Exercise objective -
Output the data below exactly.

↓

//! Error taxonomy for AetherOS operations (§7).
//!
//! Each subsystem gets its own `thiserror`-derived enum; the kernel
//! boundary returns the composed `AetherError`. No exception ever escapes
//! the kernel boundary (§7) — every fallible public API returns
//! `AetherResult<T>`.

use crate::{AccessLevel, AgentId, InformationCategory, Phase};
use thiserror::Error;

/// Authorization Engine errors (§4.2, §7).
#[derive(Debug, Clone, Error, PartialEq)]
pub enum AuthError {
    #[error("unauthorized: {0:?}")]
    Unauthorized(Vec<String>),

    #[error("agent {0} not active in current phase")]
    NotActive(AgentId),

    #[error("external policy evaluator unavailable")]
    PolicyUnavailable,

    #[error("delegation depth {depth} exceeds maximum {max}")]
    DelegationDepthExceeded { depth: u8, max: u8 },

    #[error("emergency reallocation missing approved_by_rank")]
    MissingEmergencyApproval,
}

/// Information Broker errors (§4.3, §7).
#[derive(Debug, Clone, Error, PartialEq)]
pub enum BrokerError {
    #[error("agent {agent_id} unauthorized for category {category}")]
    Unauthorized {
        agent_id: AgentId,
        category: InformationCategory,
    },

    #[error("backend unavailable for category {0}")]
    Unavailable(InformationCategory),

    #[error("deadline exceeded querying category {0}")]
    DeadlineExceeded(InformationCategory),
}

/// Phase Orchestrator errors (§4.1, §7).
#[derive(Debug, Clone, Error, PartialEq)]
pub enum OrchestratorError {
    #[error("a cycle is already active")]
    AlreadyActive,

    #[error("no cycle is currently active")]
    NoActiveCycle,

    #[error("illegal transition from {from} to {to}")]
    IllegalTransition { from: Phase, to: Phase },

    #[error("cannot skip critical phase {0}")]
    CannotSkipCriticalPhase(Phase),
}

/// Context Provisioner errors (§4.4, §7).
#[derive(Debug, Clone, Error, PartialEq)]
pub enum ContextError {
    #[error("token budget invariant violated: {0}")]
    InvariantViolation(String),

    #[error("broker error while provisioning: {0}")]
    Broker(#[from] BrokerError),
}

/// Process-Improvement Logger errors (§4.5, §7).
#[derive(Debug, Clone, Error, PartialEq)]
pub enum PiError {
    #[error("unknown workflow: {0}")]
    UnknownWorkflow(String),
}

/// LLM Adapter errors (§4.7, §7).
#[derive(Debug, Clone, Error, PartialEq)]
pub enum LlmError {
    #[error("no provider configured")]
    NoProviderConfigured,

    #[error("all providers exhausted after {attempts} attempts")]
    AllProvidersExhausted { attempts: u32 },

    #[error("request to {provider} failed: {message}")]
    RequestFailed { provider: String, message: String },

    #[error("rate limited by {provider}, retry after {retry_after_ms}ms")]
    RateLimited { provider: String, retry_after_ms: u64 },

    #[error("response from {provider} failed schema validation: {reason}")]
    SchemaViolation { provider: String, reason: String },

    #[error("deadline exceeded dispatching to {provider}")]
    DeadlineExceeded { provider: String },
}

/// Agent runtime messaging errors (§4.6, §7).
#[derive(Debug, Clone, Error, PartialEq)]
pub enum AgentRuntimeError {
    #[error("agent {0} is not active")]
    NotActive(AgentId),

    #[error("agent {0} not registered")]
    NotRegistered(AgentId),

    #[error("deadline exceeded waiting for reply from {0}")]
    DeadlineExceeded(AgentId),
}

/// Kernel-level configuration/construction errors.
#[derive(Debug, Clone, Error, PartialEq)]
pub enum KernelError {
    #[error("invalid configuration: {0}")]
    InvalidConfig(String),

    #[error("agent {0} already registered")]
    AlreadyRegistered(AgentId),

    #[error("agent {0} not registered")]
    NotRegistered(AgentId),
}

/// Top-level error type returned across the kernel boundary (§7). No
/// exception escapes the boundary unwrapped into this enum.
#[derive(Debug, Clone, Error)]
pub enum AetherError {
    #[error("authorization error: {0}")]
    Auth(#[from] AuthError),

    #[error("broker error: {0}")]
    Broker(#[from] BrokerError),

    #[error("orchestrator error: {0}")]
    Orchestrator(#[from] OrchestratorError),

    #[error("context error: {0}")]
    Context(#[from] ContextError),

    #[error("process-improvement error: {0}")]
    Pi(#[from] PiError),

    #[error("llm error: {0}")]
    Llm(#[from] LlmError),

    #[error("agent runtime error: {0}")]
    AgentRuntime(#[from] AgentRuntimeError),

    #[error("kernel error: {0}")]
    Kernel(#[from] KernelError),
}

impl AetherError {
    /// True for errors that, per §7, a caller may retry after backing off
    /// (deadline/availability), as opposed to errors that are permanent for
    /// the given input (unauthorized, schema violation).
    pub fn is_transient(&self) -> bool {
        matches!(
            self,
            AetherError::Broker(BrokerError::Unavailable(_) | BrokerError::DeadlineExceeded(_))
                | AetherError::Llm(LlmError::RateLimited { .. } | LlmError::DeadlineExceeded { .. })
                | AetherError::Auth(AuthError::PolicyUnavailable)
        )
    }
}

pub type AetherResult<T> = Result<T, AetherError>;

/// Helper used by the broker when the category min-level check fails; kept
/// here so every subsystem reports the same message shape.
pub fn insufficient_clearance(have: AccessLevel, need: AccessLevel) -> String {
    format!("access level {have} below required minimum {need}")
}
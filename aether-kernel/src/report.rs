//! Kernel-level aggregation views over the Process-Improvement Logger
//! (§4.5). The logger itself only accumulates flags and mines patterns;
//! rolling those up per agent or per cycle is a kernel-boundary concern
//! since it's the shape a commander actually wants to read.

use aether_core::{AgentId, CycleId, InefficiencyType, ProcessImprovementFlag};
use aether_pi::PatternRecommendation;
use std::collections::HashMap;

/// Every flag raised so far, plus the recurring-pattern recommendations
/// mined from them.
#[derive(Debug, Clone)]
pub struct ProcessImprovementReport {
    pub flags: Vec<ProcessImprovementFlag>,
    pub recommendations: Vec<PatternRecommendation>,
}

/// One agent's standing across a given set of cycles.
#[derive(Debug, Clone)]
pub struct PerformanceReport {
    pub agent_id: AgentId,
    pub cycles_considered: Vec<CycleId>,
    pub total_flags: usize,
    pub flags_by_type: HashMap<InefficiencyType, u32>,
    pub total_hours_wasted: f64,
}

↑

Response box -
//! Error taxonomy for AetherOS operations (§7).
//!
//! Each subsystem gets its own `thiserror`-derived enum; the kernel
//! boundary returns the composed `AetherError`. No exception ever escapes
//! the kernel boundary (§7) — every fallible public API returns
//! `AetherResult<T>`.

use crate::{AccessLevel, AgentId, InformationCategory, Phase};
use thiserror::Error;

/// Authorization Engine errors (§4.2, §7).
#[derive(Debug, Clone, Error, PartialEq)]
pub enum AuthError {
    #[error("unauthorized: {0:?}")]
    Unauthorized(Vec<String>),

    #[error("agent {0} not active in current phase")]
    NotActive(AgentId),

    #[error("external policy evaluator unavailable")]
    PolicyUnavailable,

    #[error("delegation depth {depth} exceeds maximum {max}")]
    DelegationDepthExceeded { depth: u8, max: u8 },

    #[error("emergency reallocation missing approved_by_rank")]
    MissingEmergencyApproval,
}

/// Information Broker errors (§4.3, §7).
#[derive(Debug, Clone, Error, PartialEq)]
pub enum BrokerError {
    #[error("agent {agent_id} unauthorized for category {category}")]
    Unauthorized {
        agent_id: AgentId,
        category: InformationCategory,
    },

    #[error("backend unavailable for category {0}")]
    Unavailable(InformationCategory),

    #[error("deadline exceeded querying category {0}")]
    DeadlineExceeded(InformationCategory),
}

/// Phase Orchestrator errors (§4.1, §7).
#[derive(Debug, Clone, Error, PartialEq)]
pub enum OrchestratorError {
    #[error("a cycle is already active")]
    AlreadyActive,

    #[error("no cycle is currently active")]
    NoActiveCycle,

    #[error("illegal transition from {from} to {to}")]
    IllegalTransition { from: Phase, to: Phase },

    #[error("cannot skip critical phase {0}")]
    CannotSkipCriticalPhase(Phase),
}

/// Context Provisioner errors (§4.4, §7).
#[derive(Debug, Clone, Error, PartialEq)]
pub enum ContextError {
    #[error("token budget invariant violated: {0}")]
    InvariantViolation(String),

    #[error("broker error while provisioning: {0}")]
    Broker(#[from] BrokerError),
}

/// Process-Improvement Logger errors (§4.5, §7).
#[derive(Debug, Clone, Error, PartialEq)]
pub enum PiError {
    #[error("unknown workflow: {0}")]
    UnknownWorkflow(String),
}

/// LLM Adapter errors (§4.7, §7).
#[derive(Debug, Clone, Error, PartialEq)]
pub enum LlmError {
    #[error("no provider configured")]
    NoProviderConfigured,

    #[error("all providers exhausted after {attempts} attempts")]
    AllProvidersExhausted { attempts: u32 },

    #[error("request to {provider} failed: {message}")]
    RequestFailed { provider: String, message: String },

    #[error("rate limited by {provider}, retry after {retry_after_ms}ms")]
    RateLimited { provider: String, retry_after_ms: u64 },

    #[error("response from {provider} failed schema validation: {reason}")]
    SchemaViolation { provider: String, reason: String },

    #[error("deadline exceeded dispatching to {provider}")]
    DeadlineExceeded { provider: String },
}

/// Agent runtime messaging errors (§4.6, §7).
#[derive(Debug, Clone, Error, PartialEq)]
pub enum AgentRuntimeError {
    #[error("agent {0} is not active")]
    NotActive(AgentId),

    #[error("agent {0} not registered")]
    NotRegistered(AgentId),

    #[error("deadline exceeded waiting for reply from {0}")]
    DeadlineExceeded(AgentId),
}

/// Kernel-level configuration/construction errors.
#[derive(Debug, Clone, Error, PartialEq)]
pub enum KernelError {
    #[error("invalid configuration: {0}")]
    InvalidConfig(String),

    #[error("agent {0} already registered")]
    AlreadyRegistered(AgentId),

    #[error("agent {0} not registered")]
    NotRegistered(AgentId),
}

/// Top-level error type returned across the kernel boundary (§7). No
/// exception escapes the boundary unwrapped into this enum.
#[derive(Debug, Clone, Error)]
pub enum AetherError {
    #[error("authorization error: {0}")]
    Auth(#[from] AuthError),

    #[error("broker error: {0}")]
    Broker(#[from] BrokerError),

    #[error("orchestrator error: {0}")]
    Orchestrator(#[from] OrchestratorError),

    #[error("context error: {0}")]
    Context(#[from] ContextError),

    #[error("process-improvement error: {0}")]
    Pi(#[from] PiError),

    #[error("llm error: {0}")]
    Llm(#[from] LlmError),

    #[error("agent runtime error: {0}")]
    AgentRuntime(#[from] AgentRuntimeError),

    #[error("kernel error: {0}")]
    Kernel(#[from] KernelError),
}

impl AetherError {
    /// True for errors that, per §7, a caller may retry after backing off
    /// (deadline/availability), as opposed to errors that are permanent for
    /// the given input (unauthorized, schema violation).
    pub fn is_transient(&self) -> bool {
        matches!(
            self,
            AetherError::Broker(BrokerError::Unavailable(_) | BrokerError::DeadlineExceeded(_))
                | AetherError::Llm(LlmError::RateLimited { .. } | LlmError::DeadlineExceeded { .. })
                | AetherError::Auth(AuthError::PolicyUnavailable)
        )
    }
}

pub type AetherResult<T> = Result<T, AetherError>;

/// Helper used by the broker when the category min-level check fails; kept
/// here so every subsystem reports the same message shape.
pub fn insufficient_clearance(have: AccessLevel, need: AccessLevel) -> String {
    format!("access level {have} below required minimum {need}")
}
filename aether-kernel/src/report.rs
//! Kernel-level aggregation views over the Process-Improvement Logger
//! (§4.5). The logger itself only accumulates flags and mines patterns;
//! rolling those up per agent or per cycle is a kernel-boundary concern
//! since it's the shape a commander actually wants to read.

use aether_core::{AgentId, CycleId, InefficiencyType, ProcessImprovementFlag};
use aether_pi::PatternRecommendation;
use std::collections::HashMap;

/// Every flag raised so far, plus the recurring-pattern recommendations
/// mined from them.
#[derive(Debug, Clone)]
pub struct ProcessImprovementReport {
    pub flags: Vec<ProcessImprovementFlag>,
    pub recommendations: Vec<PatternRecommendation>,
}

/// One agent's standing across a given set of cycles.
#[derive(Debug, Clone)]
pub struct PerformanceReport {
    pub agent_id: AgentId,
    pub cycles_considered: Vec<CycleId>,
    pub total_flags: usize,
    pub flags_by_type: HashMap<InefficiencyType, u32>,
    pub total_hours_wasted: f64,
}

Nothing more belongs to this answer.